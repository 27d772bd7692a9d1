use dakota::run_source_with_output;

fn run(source: &str) -> String {
    let mut output = Vec::new();
    if let Err(e) = run_source_with_output(source, &mut output) {
        panic!("Script failed: {e}\nSource:\n{source}");
    }
    String::from_utf8(output).expect("program output is UTF-8")
}

fn run_error(source: &str) -> String {
    let mut output = Vec::new();
    match run_source_with_output(source, &mut output) {
        Ok(()) => panic!("Script succeeded but was expected to fail:\n{source}"),
        Err(e) => e.to_string(),
    }
}

#[test]
fn arithmetic_basics() {
    let out = run("x = 10\ny = 5\nprint(x + y)\nprint(x / y)\nprint(x ** 2)\n");
    assert_eq!(out, "15\n2\n100\n");
}

#[test]
fn integer_division_yields_float() {
    assert_eq!(run("print(1 / 2)\n"), "0.5\n");
}

#[test]
fn float_output_strips_trailing_zeros() {
    assert_eq!(run("print(4.0)\n"), "4\n");
    assert_eq!(run("print(3.140000)\n"), "3.14\n");
    assert_eq!(run("print(2.5e-1)\n"), "0.25\n");
}

#[test]
fn modulo_is_integer_only() {
    assert_eq!(run("print(10 % 3)\n"), "1\n");
    let message = run_error("print(10.0 % 3)\n");
    assert!(message.contains("integer operands"), "{message}");
}

#[test]
fn matrix_add_and_multiply() {
    let out = run("A = [1, 2; 3, 4]\nB = [2, 0; 1, 2]\nprint(A + B)\nprint(A mult B)\n");
    assert_eq!(out, "[3,2;4,6]\n[4,4;10,8]\n");
}

#[test]
fn matrix_scalar_broadcasting() {
    assert_eq!(run("print([1, 2; 3, 4] * 2)\n"), "[2,4;6,8]\n");
    assert_eq!(run("print(2 * [1, 2; 3, 4])\n"), "[2,4;6,8]\n");
    assert_eq!(run("print([2, 4; 6, 8] / 2)\n"), "[1,2;3,4]\n");
}

#[test]
fn star_does_not_multiply_matrices() {
    let message = run_error("x = [1, 2; 3, 4] * [1, 0; 0, 1]\n");
    assert!(message.contains("Cannot multiply"), "{message}");
}

#[test]
fn matrix_members() {
    let out = run("M = [1, 2; 3, 4]\nprint(M.T)\nprint(M.d)\n");
    assert_eq!(out, "[1,3;2,4]\n-2\n");
}

#[test]
fn member_chain_on_matrix_literal() {
    assert_eq!(run("print([1, 2; 3, 4].T.T)\n"), "[1,2;3,4]\n");
}

#[test]
fn matrix_inverse_member() {
    assert_eq!(run("print([2, 0; 0, 4].I)\n"), "[0.5,0;0,0.25]\n");
}

#[test]
fn functional_matrix_forms() {
    assert_eq!(run("print(transpose([1, 2; 3, 4]))\n"), "[1,3;2,4]\n");
    assert_eq!(run("print(determinant([1, 2; 3, 4]))\n"), "-2\n");
    assert_eq!(run("print(inverse([2, 0; 0, 4]))\n"), "[0.5,0;0,0.25]\n");
}

#[test]
fn matrix_row_access() {
    assert_eq!(run("m = [1, 2; 3, 4]\nprint(m[1])\n"), "[3,4]\n");
}

#[test]
fn matrix_row_access_out_of_range() {
    let message = run_error("m = [1, 2]\nx = m[5]\n");
    assert!(message.contains("out of bounds"), "{message}");
}

#[test]
fn empty_matrix_is_valid_but_not_indexable() {
    assert_eq!(run("print([])\n"), "[]\n");
    run_error("x = [][0]\n");
}

#[test]
fn matrix_constructors() {
    assert_eq!(run("print(zeros(2, 3))\n"), "[0,0,0;0,0,0]\n");
    assert_eq!(run("print(ones(1, 2))\n"), "[1,1]\n");
    assert_eq!(run("print(eye(2))\n"), "[1,0;0,1]\n");
}

#[test]
fn if_else_statement() {
    let source = "x = 10\nif x > 0:\n    result = \"positive\"\nelse:\n    result = \"non-positive\"\nprint(result)\n";
    assert_eq!(run(source), "positive\n");
}

#[test]
fn elif_chain() {
    let source = "x = 5\nif x > 10:\n    print(\"big\")\nelif x > 3:\n    print(\"medium\")\nelse:\n    print(\"small\")\n";
    assert_eq!(run(source), "medium\n");
}

#[test]
fn while_loop() {
    let source = "i = 0\ntotal = 0\nwhile i < 5:\n    total = total + i\n    i = i + 1\nprint(total)\n";
    assert_eq!(run(source), "10\n");
}

#[test]
fn for_visits_rows_in_order() {
    let source = "for row in [1, 2; 3, 4; 5, 6]:\n    print(row)\n";
    assert_eq!(run(source), "[1,2]\n[3,4]\n[5,6]\n");
}

#[test]
fn for_over_range_accumulates() {
    let source = "total = zeros(1, 1)\nfor row in range(1, 6):\n    total = total + row\nprint(total)\n";
    assert_eq!(run(source), "[15]\n");
}

#[test]
fn for_requires_a_matrix() {
    let message = run_error("for x in 5:\n    print(x)\n");
    assert!(message.contains("matrix"), "{message}");
}

#[test]
fn range_forms() {
    assert_eq!(run("print(range(3))\n"), "[0;1;2]\n");
    assert_eq!(run("print(range(2, 5))\n"), "[2;3;4]\n");
    assert_eq!(run("print(range(10, 0, -2))\n"), "[10;8;6;4;2]\n");
    run_error("print(range(1, 5, 0))\n");
}

#[test]
fn user_functions_and_recursion() {
    let source = "function add(a, b):\n    return a + b\nprint(add(2, 3))\n";
    assert_eq!(run(source), "5\n");

    let fib = "function fibonacci(n):\n    if n < 2:\n        return n\n    return fibonacci(n - 1) + fibonacci(n - 2)\nprint(fibonacci(10))\n";
    assert_eq!(run(fib), "55\n");
}

#[test]
fn nested_function_captures_enclosing_scope() {
    let source = "function outer(n):\n    function inner(x):\n        return x + n\n    return inner(5)\nprint(outer(10))\n";
    assert_eq!(run(source), "15\n");
}

#[test]
fn function_without_return_yields_none() {
    let source = "function greet():\n    print(\"hello\")\nprint(greet())\n";
    assert_eq!(run(source), "hello\nnone\n");
}

#[test]
fn wrong_arity_is_an_error() {
    let message = run_error("function f(x, y):\n    return x\nf(3)\n");
    assert!(message.contains("expects 2 argument(s), got 1"), "{message}");
}

#[test]
fn undefined_function_is_an_error() {
    let message = run_error("mystery(1)\n");
    assert!(message.contains("Undefined function 'mystery'"), "{message}");
}

#[test]
fn undefined_variable_is_an_error() {
    let message = run_error("print(ghost)\n");
    assert!(message.contains("Undefined variable 'ghost'"), "{message}");
}

#[test]
fn division_by_zero_message() {
    assert_eq!(run_error("x = 1 / 0\n"), "Runtime Error: Division by zero");
    run_error("x = 1.5 / 0.0\n");
    run_error("x = 7 % 0\n");
}

#[test]
fn assignment_rebinds_enclosing_scope() {
    let source = "x = 1\nfunction set_x():\n    x = 99\n    return 0\nset_x()\nprint(x)\n";
    assert_eq!(run(source), "99\n");
}

#[test]
fn loop_bodies_mutate_outer_bindings() {
    let source = "flag = 0\nfor row in [1; 2]:\n    flag = flag + 1\nprint(flag)\n";
    assert_eq!(run(source), "2\n");
}

#[test]
fn string_concatenation_and_length() {
    assert_eq!(run("print(\"foo\" + \"bar\")\n"), "foobar\n");
    assert_eq!(run("print(len(\"hello\"))\n"), "5\n");
    assert_eq!(run("print(len([1, 2; 3, 4]))\n"), "2\n");
}

#[test]
fn string_escapes_decode() {
    assert_eq!(run("print(\"a\\tb\")\n"), "a\tb\n");
    assert_eq!(run("print(\"line1\\nline2\")\n"), "line1\nline2\n");
    assert_eq!(run("print(\"quote: \\\"\")\n"), "quote: \"\n");
}

#[test]
fn string_comparison_is_lexicographic() {
    assert_eq!(run("print(\"abc\" < \"abd\")\n"), "true\n");
    assert_eq!(run("print(\"b\" > \"a\")\n"), "true\n");
}

#[test]
fn logical_operators_produce_booleans() {
    assert_eq!(run("print(1 and \"x\")\n"), "true\n");
    assert_eq!(run("print(0 or false)\n"), "false\n");
    assert_eq!(run("print(not 0)\n"), "true\n");
}

#[test]
fn truthiness_in_conditions() {
    let source = "if []:\n    print(\"yes\")\nelse:\n    print(\"no\")\n";
    assert_eq!(run(source), "no\n");

    let nonempty = "if [0]:\n    print(\"yes\")\nelse:\n    print(\"no\")\n";
    assert_eq!(run(nonempty), "yes\n");
}

#[test]
fn float_equality_uses_tolerance() {
    assert_eq!(run("print(0.1 + 0.2 == 0.3)\n"), "true\n");
}

#[test]
fn print_without_arguments_prints_blank_line() {
    assert_eq!(run("print()\n"), "\n");
}

#[test]
fn print_separates_arguments_with_spaces() {
    assert_eq!(run("print(1, \"two\", 3.0)\n"), "1 two 3\n");
}

#[test]
fn builtin_math_functions() {
    assert_eq!(run("print(abs(-4))\n"), "4\n");
    assert_eq!(run("print(sqrt(9))\n"), "3\n");
    assert_eq!(run("print(floor(3.7))\n"), "3\n");
    assert_eq!(run("print(ceil(3.2))\n"), "4\n");
    assert_eq!(run("print(round(3.5))\n"), "4\n");
    assert_eq!(run("print(pow(2, 10))\n"), "1024\n");
    assert_eq!(run("print(sin(0))\n"), "0\n");
}

#[test]
fn continuation_lines_extend_the_previous_statement() {
    let source = "x = 1\n  + 2\n  + 3\nprint(x)\n";
    assert_eq!(run(source), "6\n");
}

#[test]
fn comments_are_ignored() {
    let source = "x = 1 \\ set x to one\n\\ a full-line comment\nprint(x)\n";
    assert_eq!(run(source), "1\n");
}

#[test]
fn source_without_trailing_newline_runs() {
    assert_eq!(run("print(42)"), "42\n");
}

#[test]
fn determinant_requires_square_matrix() {
    let message = run_error("x = [1, 2, 3; 4, 5, 6].d\n");
    assert!(message.contains("square"), "{message}");
}

#[test]
fn inverse_of_singular_matrix_is_an_error() {
    let message = run_error("x = [1, 2; 2, 4].I\n");
    assert!(message.contains("singular"), "{message}");
}

#[test]
fn mult_requires_matching_inner_dimensions() {
    let message = run_error("x = [1, 2; 3, 4] mult [1, 2, 3]\n");
    assert!(message.contains("dimensions"), "{message}");
}

#[test]
fn unknown_member_is_an_error() {
    let message = run_error("x = [1, 2; 3, 4].Q\n");
    assert!(message.contains("Unknown member 'Q'"), "{message}");
}

#[test]
fn global_state_is_inspectable_after_a_run() {
    use dakota::interpreter::{evaluator::Interpreter, value::Value};

    let tokens = dakota::tokenize("x = 2 + 3\n").unwrap();
    let ast = dakota::parse(&tokens).unwrap();

    let mut sink = Vec::new();
    let mut interpreter = Interpreter::with_output(&ast, Box::new(&mut sink));
    interpreter.interpret().unwrap();

    let globals = interpreter.globals();
    assert!(globals.borrow().exists("x"));
    assert!(!globals.borrow().exists("y"));
    assert_eq!(globals.borrow().get("x").unwrap(), Value::Integer(5));
}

----

Exercise: Would you report every line of the entries above containing the word "tokens"?

Answer box:
    let tokens = dakota::tokenize("x = 2 + 3\n").unwrap();
    let ast = dakota::parse(&tokens).unwrap();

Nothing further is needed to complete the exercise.